Dr. Strange is a 1978 American superhero television film based on the Marvel Comics fictional character of the same name, co-created by Steve Ditko and Stan Lee. Philip DeGuere directed the film and wrote it specifically for television, and produced the film along with Alex Beaton and Gregory Hoblit. Stan Lee served as a consultant on the film, which was created as a pilot for a proposed television series. Dr. Strange stars Peter Hooten in the title role, along with Jessica Walter, Eddie Benton, Clyde Kusatsu, Philip Sterling, and John Mills. The film aired on September 6, 1978, in a two-hour block from 8pm to 10pm on CBS, the same network that, at that time, aired The Amazing Spider-Man and The Incredible Hulk; CBS did not pick up Dr. Strange as a series.

Plot
An evil entity tells Morgan le Fay she has been prevented from breaking through to the earthly realm by a great wizard, and that she has three days to defeat the wizard and win over his successor to her master's side.
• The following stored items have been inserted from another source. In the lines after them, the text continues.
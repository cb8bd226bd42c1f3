//! Markdown transcript export and import.
//!
//! The format is a `# Debate Topic:` header followed by one
//! `**Role**: content` block per message, blank-line separated. Content may
//! span multiple lines; a new role line starts the next message.

use regex::Regex;
use tracing::warn;

use crate::event::Role;
use crate::transcript::{Message, Transcript};

/// Serialize an assembled transcript to markdown.
pub fn to_markdown(topic: &str, messages: &[Message]) -> String {
    let mut output = format!("# Debate Topic: {}\n\n", topic);
    for message in messages {
        output.push_str(&format!(
            "**{}**: {}\n\n",
            message.role.display_name(),
            message.content
        ));
    }
    output
}

/// A transcript parsed back from markdown.
#[derive(Debug, Default)]
pub struct ImportedDebate {
    pub topic: Option<String>,
    pub transcript: Transcript,
}

/// Parse a saved transcript. Blocks with unrecognized role labels are
/// skipped. The importer bypasses streaming entirely; every parsed message
/// arrives closed via `append_message`.
pub fn from_markdown(input: &str) -> ImportedDebate {
    let role_line = Regex::new(r"^\*\*(.*?)\*\*: (.*)").unwrap();
    let topic_line = Regex::new(r"^# Debate Topic: (.*)").unwrap();

    let mut imported = ImportedDebate::default();
    let mut current: Option<(Option<Role>, Vec<String>)> = None;

    let flush = |current: &mut Option<(Option<Role>, Vec<String>)>,
                 imported: &mut ImportedDebate| {
        if let Some((role, lines)) = current.take() {
            let content = lines.join("\n").trim().to_string();
            match role {
                Some(role) => imported.transcript.append_message(role, content),
                None => warn!("skipping transcript block with unknown role label"),
            }
        }
    };

    for line in input.lines() {
        if let Some(captures) = topic_line.captures(line) {
            imported.topic = Some(captures[1].trim().to_string());
            continue;
        }
        if let Some(captures) = role_line.captures(line) {
            flush(&mut current, &mut imported);
            let role = Role::from_label(&captures[1]);
            if role.is_none() {
                warn!(label = &captures[1], "unrecognized role label in transcript");
            }
            current = Some((role, vec![captures[2].to_string()]));
        } else if let Some((_, ref mut lines)) = current {
            lines.push(line.to_string());
        }
    }
    flush(&mut current, &mut imported);

    imported
}

#[cfg(test)]
mod tests {
    use super::*;

    #[test]
    fn test_export_format() {
        let mut transcript = Transcript::new();
        transcript.append_message(Role::Moderator, "Welcome to the debate.");
        transcript.append_message(Role::Proponent, "I argue in favor.");

        let markdown = to_markdown("Cats vs dogs", transcript.messages());
        assert!(markdown.starts_with("# Debate Topic: Cats vs dogs\n\n"));
        assert!(markdown.contains("**Moderator**: Welcome to the debate.\n\n"));
        assert!(markdown.contains("**Proponent**: I argue in favor.\n\n"));
    }

    #[test]
    fn test_round_trip_preserves_order_and_content() {
        let mut transcript = Transcript::new();
        transcript.append_message(Role::Moderator, "Opening remarks.");
        transcript.append_message(Role::Proponent, "First point.\n\nSecond point.");
        transcript.append_message(Role::Opponent, "A rebuttal.");
        transcript.append_message(Role::Proponent, "Closing.");

        let markdown = to_markdown("Cats vs dogs", transcript.messages());
        let imported = from_markdown(&markdown);

        assert_eq!(imported.topic.as_deref(), Some("Cats vs dogs"));
        let original: Vec<_> = transcript
            .messages()
            .iter()
            .map(|m| (m.role, m.content.clone()))
            .collect();
        let restored: Vec<_> = imported
            .transcript
            .messages()
            .iter()
            .map(|m| (m.role, m.content.clone()))
            .collect();
        assert_eq!(original, restored);
    }

    #[test]
    fn test_import_skips_unknown_role_labels() {
        let input = "# Debate Topic: T\n\n**Narrator**: off-script\n\n**Opponent**: on-script\n";
        let imported = from_markdown(input);
        let messages = imported.transcript.messages();
        assert_eq!(messages.len(), 1);
        assert_eq!(messages[0].role, Role::Opponent);
        assert_eq!(messages[0].content, "on-script");
    }

    #[test]
    fn test_import_without_topic_header() {
        let imported = from_markdown("**Moderator**: hello\n");
        assert!(imported.topic.is_none());
        assert_eq!(imported.transcript.messages().len(), 1);
    }
}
Le Fay possesses a young woman named Clea Lake and uses her as a weapon against Thomas Lindmer, the "Sorcerer Supreme". She pushes him off a bridge to his death, but he magically heals himself. His friend, Wong, looks after him and locates Lake. Suffering from nightmares of le Fay, Lake is under the care of psychiatrist Dr. Stephen Strange at a psychiatric hospital. Strange has the potential to become Lindmer's successor through inherited items from his father, including a signet ring. Strange intuitively senses something wrong, sharing Lake's nightmares.

Lindmer contacts Strange at the hospital and tells him Lake needs more help than can be offered by medical science. Strange takes Lindmer's card, which bears the same symbol as his ring. Meanwhile, le Fay possesses a cat and tries to enter Lindmer's house, but magical barriers repel it.

At the hospital, the head of Strange's department sedates Lake, and she slips into a coma. Strange visits Lindmer, and Le Fay declines an opportunity to kill him.

Lindmer tells Strange that his ignorance is a form of protection, and asks him whether he wants to know the truth. Strange demands the truth, and Lindmer says he knows about Strange's parents dying when he was eighteen. He says there are different realms, and that Lake is trapped in them and only Strange can save her. Strange is dispatched to the astral plane and confronts the demon Balzaroth sent by le Fay. Strange and Lake return to the physical world.

The evil entity asks le Fay why she spared Strange. She confesses to being attracted to him, and the demon threatens to turn her into an elderly woman. Strange checks on Lake, and agrees to dinner with her. He goes to see Lindmer and rejects magic. As he leaves, he tries to remove his father's ring and finds he cannot. He accidentally lets the possessed cat in, which allows le Fay to best Wong. She defeats Lindmer, and summons Asmodeus to take him to the demon realms.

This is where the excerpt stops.